Researchers Haesung Oh and Jaesung Lee have introduced a novel AI model for polyp segmentation that significantly improves boundary detection in colonoscopy images. Presented in a paper at the NeurIPS 2025 MedEurIPS workshop, the model tackles a core challenge in computer-aided diagnosis: accurately localizing polyp boundaries despite low mucosal contrast, uneven illumination, and color similarity with surrounding tissue. The key innovation stems from a quantitative analysis revealing that grayscale representations in the wavelet domain consistently preserve higher boundary contrast than standard RGB images across all frequency bands. This finding challenged conventional RGB-only approaches and formed the foundation for their new architecture.
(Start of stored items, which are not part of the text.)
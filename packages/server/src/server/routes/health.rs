use axum::Json;
use chrono::Utc;
use serde::Serialize;

#[derive(Serialize)]
pub struct HealthResponse {
    ok: bool,
    time: chrono::DateTime<Utc>,
}

/// Unconditional liveness check: always `{ok: true, time: <now>}`.
pub async fn health_handler() -> Json<HealthResponse> {
    Json(HealthResponse {
        ok: true,
        time: Utc::now(),
    })
}
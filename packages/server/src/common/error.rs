use axum::http::StatusCode;
use axum::response::{IntoResponse, Response};
use axum::Json;
use serde::Serialize;
use thiserror::Error;

/// Errors surfaced across the API boundary.
///
/// `Validation` and `NotFound` are client errors with a human-readable
/// detail message; `Database` and `Internal` are server errors that are
/// logged with their full detail but returned to the client as a generic
/// 500 to avoid leaking internals.
#[derive(Error, Debug)]
pub enum AppError {
    #[error("{0}")]
    Validation(String),

    #[error("{0}")]
    NotFound(String),

    #[error("database error: {0}")]
    Database(#[from] sqlx::Error),

    #[error("internal error: {0}")]
    Internal(#[from] anyhow::Error),
}

#[derive(Serialize)]
struct ErrorBody {
    detail: String,
}

impl IntoResponse for AppError {
    fn into_response(self) -> Response {
        let (status, detail) = match &self {
            AppError::Validation(msg) => (StatusCode::BAD_REQUEST, msg.clone()),
            AppError::NotFound(msg) => (StatusCode::NOT_FOUND, msg.clone()),
            AppError::Database(err) => {
                tracing::error!(error = %err, "database error");
                (
                    StatusCode::INTERNAL_SERVER_ERROR,
                    "internal server error".to_string(),
                )
            }
            AppError::Internal(err) => {
                tracing::error!(error = %err, "internal error");
                (
                    StatusCode::INTERNAL_SERVER_ERROR,
                    "internal server error".to_string(),
                )
            }
        };

        (status, Json(ErrorBody { detail })).into_response()
    }
}
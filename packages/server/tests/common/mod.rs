//! Shared Postgres test infrastructure.
//!
//! A single container is started on first use and reused across tests in
//! the same binary; each test gets its own connection pool.

use anyhow::{Context, Result};
use sqlx::PgPool;
use testcontainers::runners::AsyncRunner;
use testcontainers::ContainerAsync;
use testcontainers_modules::postgres::Postgres;
use tokio::sync::OnceCell;

struct SharedPostgres {
    db_url: String,
    _container: ContainerAsync<Postgres>,
}

static SHARED: OnceCell<SharedPostgres> = OnceCell::const_new();

impl SharedPostgres {
    async fn init() -> Result<Self> {
        let container = Postgres::default()
            .start()
            .await
            .context("failed to start postgres container")?;

        let host = container.get_host().await?;
        let port = container.get_host_port_ipv4(5432).await?;
        let db_url = format!("postgres://postgres:postgres@{host}:{port}/postgres");

        let pool = PgPool::connect(&db_url)
            .await
            .context("failed to connect for migrations")?;
        sqlx::migrate!("./migrations")
            .run(&pool)
            .await
            .context("failed to run migrations")?;
        pool.close().await;

        Ok(Self {
            db_url,
            _container: container,
        })
    }

    async fn get() -> &'static Self {
        SHARED
            .get_or_init(|| async { Self::init().await.expect("postgres container failed") })
            .await
    }
}

/// Fresh connection pool against the shared, migrated test database.
pub async fn test_pool() -> PgPool {
    let infra = SharedPostgres::get().await;
    PgPool::connect(&infra.db_url)
        .await
        .expect("failed to connect to test database")
}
The proposed model integrates grayscale and RGB representations through a complementary frequency-consistent interaction mechanism. This wavelet-based cross-band integration allows the AI to enhance boundary precision while maintaining the structural coherence of the polyp. Extensive validation on four established medical imaging benchmarks demonstrated that the approach achieves superior robustness and precision compared to existing models. For medical professionals, this translates to a more reliable AI assistant during colonoscopies, potentially reducing missed diagnoses and improving early detection rates for colorectal cancer, a leading cause of cancer mortality worldwide. The next steps likely involve clinical validation and integration into real-time endoscopic systems.